As the past few weeks have starkly revealed, we can’t always conflate the occupants of a single residence into one neat group. Anthropologists Susanna Trnka and Sharyn Graham Davies explain.
On March 23, New Zealanders were presented with a stark and unprecedented demand to get into our “bubbles” within 48 hours and stay there for the next four weeks.
Now we have entered alert level three, we have the chance to slightly expand our bubbles, so now is a good time to reflect on how we put those bubbles together in the first place, and the implications of those choices.
While much has been said about the challenges of staying home and not contravening lockdown rules, there has been little commentary on the difficulties many New Zealanders faced in initially constituting their bubbles. With a few exceptions, such as what to do about children in joint custodial arrangements and people facing the threat of domestic violence, the government seemed to assume people would automatically know what their bubbles would look like.
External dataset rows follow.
//! Risk tables from a directory of CSV sheets.
//!
//! Expected files, each with a header row (Korean headers also accepted):
//! - `allergens.csv`: `name`, `synonyms` (split on `; | , ，、`)
//! - `symptom_weights.csv`: `symptom_system`, `base_score`
//! - `risk_rules.csv`: `risk_level`, `label`, `pattern`, `condition`, `priority`
//!
//! Pattern rows sharing a risk level are grouped into one keyword rule.
//! Rows with a `condition` become score threshold rules. A blank `risk_level`
//! means `very_low`, as in the TOML bundle. Unusable rows are skipped with a
//! warning.

use crate::rules::{RawCondition, RawKeywordCondition, RawKeywordPattern, RawRiskRule};
use crate::source::RiskDataSource;
use crate::{AllergenCatalog, AllergenEntry, Result, RiskLevel, SymptomWeights};
use serde::de::DeserializeOwned;
use serde::Deserialize;
use std::collections::HashMap;
use std::path::{Path, PathBuf};

pub const ALLERGENS_FILE: &str = "allergens.csv";
pub const WEIGHTS_FILE: &str = "symptom_weights.csv";
pub const RULES_FILE: &str = "risk_rules.csv";

const SYNONYM_SEPARATORS: [char; 5] = [';', '|', ',', '，', '、'];

#[derive(Debug, Deserialize)]
struct AllergenRow {
    #[serde(default, alias = "표준명", alias = "표시명")]
    name: String,
    #[serde(default, alias = "동의어")]
    synonyms: String,
}

#[derive(Debug, Deserialize)]
struct WeightRow {
    #[serde(default, alias = "증상계통")]
    symptom_system: String,
    #[serde(default, alias = "기본점수", alias = "가중치")]
    base_score: String,
}

#[derive(Debug, Deserialize)]
struct RuleRow {
    #[serde(default, alias = "위험도")]
    risk_level: String,
    #[serde(default, alias = "구분")]
    label: String,
    #[serde(default, alias = "패턴", alias = "한글 키워드(정규식)")]
    pattern: String,
    #[serde(default, alias = "조건")]
    condition: String,
    #[serde(default, alias = "우선순위")]
    priority: Option<i64>,
}

/// Risk tables read from CSV sheets in one directory
#[derive(Clone, Debug)]
pub struct CsvTablesSource {
    dir: PathBuf,
}

impl CsvTablesSource {
    pub fn new(dir: impl Into<PathBuf>) -> Self {
        Self { dir: dir.into() }
    }

    pub fn dir(&self) -> &Path {
        &self.dir
    }

    fn read_rows<T: DeserializeOwned>(&self, file: &str) -> Result<Vec<T>> {
        let path = self.dir.join(file);
        let mut reader = csv::ReaderBuilder::new()
            .trim(csv::Trim::All)
            .flexible(true)
            .from_path(&path)?;

        let mut rows = Vec::new();
        for (line, record) in reader.deserialize().enumerate() {
            match record {
                Ok(row) => rows.push(row),
                // Header is line 1
                Err(e) => tracing::warn!("Skipping {} row {}: {}", file, line + 2, e),
            }
        }
        Ok(rows)
    }
}

impl RiskDataSource for CsvTablesSource {
    fn load_allergen_catalog(&self) -> Result<AllergenCatalog> {
        let mut catalog = AllergenCatalog::new();
        for row in self.read_rows::<AllergenRow>(ALLERGENS_FILE)? {
            if row.name.is_empty() {
                continue;
            }
            catalog.insert(AllergenEntry::new(row.name, split_synonyms(&row.synonyms)));
        }
        Ok(catalog)
    }

    fn load_symptom_weights(&self) -> Result<SymptomWeights> {
        let mut weights = SymptomWeights::new();
        for row in self.read_rows::<WeightRow>(WEIGHTS_FILE)? {
            if row.symptom_system.is_empty() {
                continue;
            }
            match parse_base_score(&row.base_score) {
                Some(score) => weights.insert(row.symptom_system, score),
                None => tracing::warn!(
                    "Skipping weight for {:?}: unusable base score {:?}",
                    row.symptom_system,
                    row.base_score
                ),
            }
        }
        Ok(weights)
    }

    fn load_raw_rules(&self) -> Result<Vec<RawRiskRule>> {
        Ok(group_rule_rows(self.read_rows::<RuleRow>(RULES_FILE)?))
    }
}

/// Split a synonym cell on any of the accepted separators
pub fn split_synonyms(cell: &str) -> Vec<String> {
    cell.split(&SYNONYM_SEPARATORS[..])
        .map(str::trim)
        .filter(|s| !s.is_empty())
        .map(String::from)
        .collect()
}

/// Read a score cell leniently: non-numeric decoration such as "4점" is
/// ignored, an empty cell counts as zero, fractions are truncated.
/// Negative values are rejected.
pub fn parse_base_score(cell: &str) -> Option<u32> {
    let numeric: String = cell
        .chars()
        .filter(|c| c.is_ascii_digit() || *c == '.' || *c == '-')
        .collect();
    if numeric.is_empty() {
        return Some(0);
    }

    let value: f64 = numeric.parse().ok()?;
    if !value.is_finite() || value < 0.0 || value > f64::from(u32::MAX) {
        return None;
    }
    Some(value.trunc() as u32)
}

fn group_rule_rows(rows: Vec<RuleRow>) -> Vec<RawRiskRule> {
    let mut rules: Vec<RawRiskRule> = Vec::new();
    let mut keyword_slots: HashMap<String, usize> = HashMap::new();

    for row in rows {
        let level = match row.risk_level.to_lowercase() {
            blank if blank.is_empty() => RiskLevel::VeryLow.as_str().to_string(),
            level => level,
        };

        if !row.condition.is_empty() {
            rules.push(RawRiskRule {
                condition: RawCondition::Expression(row.condition),
                risk_level: level,
                priority: row.priority,
            });
            continue;
        }

        if row.pattern.is_empty() && row.label.is_empty() {
            continue;
        }

        let slot = *keyword_slots.entry(level.clone()).or_insert_with(|| {
            rules.push(RawRiskRule {
                condition: RawCondition::Keywords(RawKeywordCondition::default()),
                risk_level: level,
                priority: None,
            });
            rules.len() - 1
        });

        let rule = &mut rules[slot];
        if rule.priority.is_none() {
            rule.priority = row.priority;
        }
        if let RawCondition::Keywords(keywords) = &mut rule.condition {
            keywords.keyword_rules.push(RawKeywordPattern {
                label: row.label,
                pattern: row.pattern,
            });
        }
    }

    rules
}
A bubble, however, is a complex thing. We can’t always simply conflate a family, a household and the occupants of a single residence into one unproblematic group. Nor will a single domestic unit necessarily function as a key site of shared responsibility and acts of care. As the following weeks starkly revealed, bubbles may be neither economically bound together, nor tied together by relations of love and care.
In 1991, anthropologist Kath Weston published a book entitled Families We Choose. Weston’s book was radical in how it presented “the family” as not necessarily connected by blood or an official piece of paper. Instead, Weston suggested you could choose your family, and that you show “family-ness” through acts of shared responsibility and care. Choosing your family was a radical idea in 1991, but what about 2020? What does the “bubble” narrative tell us about how we choose families, or are chosen to be a part of them?
Government directives for level four seem to have pictured most New Zealanders as living in nuclear households. This assumption included two fallacies. The first was the idea that people’s bubbles would map onto a cohesive economic unit, thus the advice that one member of each household do the grocery shopping. But what about students or workers who flat together? Clearly they are neither necessarily accustomed to sharing cooking responsibilities nor used to pooling financial resources to buy essential supplies.
The second fallacy assumed that people’s primary relations of care and responsibility would coincide with members of their bubble. But there may, in fact, be bubbles whose members have no obligations to care for one another. Taking again the example of students flatting together: if someone falls sick (and this is a likely prospect during a pandemic), who will take care of them? Should someone be incapacitated, who will make healthcare decisions on their behalf?
For many New Zealanders, the lockdown brought on fraught discussions about who might, or might not, belong to a single bubble. Many families are dispersed across multiple households, resulting in relations of care and responsibilities being spread across residences. Indeed, across many Pacific, Māori and Asian communities, movements of people between households are commonplace, activated by bonds of love, shifting responsibilities of caregiving, or motivated by needs to maximise resources.
These connections raise crucial questions about who makes it into a bubble and who doesn’t. What would happen to elderly parents living on their own? Or adult children who, given the lockdown, were now out of a job but had rent to pay? What about nieces and nephews of parents who might be essential services workers? Or friends who are immunocompromised and in need of support? How do people continue to provide care for these loved ones?
In many ways, our lockdown bubble is built on the same fallacy as the national census. Both bubble formation and the census require us to identify household composition in an artificial way. When we fill in the census we do so based on the occupants of the house on a given night and we all know that with travel, foreign visitors and students away at school, for example, that it’s not a reflection of who we actually live with. Our hastily constructed bubbles also not do reflect our complex living relationships.
Level four regulations enabling members of one bubble to join up with another (i.e. lockdown buddies), or enabling movements of vulnerable persons into different bubbles (i.e., an elderly person living alone joins another bubble), do address some of these complexities. But given the recent focus on supporting mental wellbeing during lockdown, we believe greater public attention should be drawn to New Zealanders’ diverse patterns of cohabitation: bearing in mind that those who live together do not necessarily equal a household, a household doesn’t necessarily equal a family, and ties of care, love and obligation many of us are involved in surpass these delineations.
Across the nation, there’s been a visible rise in domestic care activities like baking and gardening, but the fact remains that for some people, the lockdown cannot be devoted to increased efforts to “make home better”, as their very sense of belonging, or “at home-ness”, isn’t necessarily where they feel at home.
For others, choices made in those 48 hours to determine the shape and nature of their bubble were not easy and will have enduring (and sometimes unanticipated) consequences.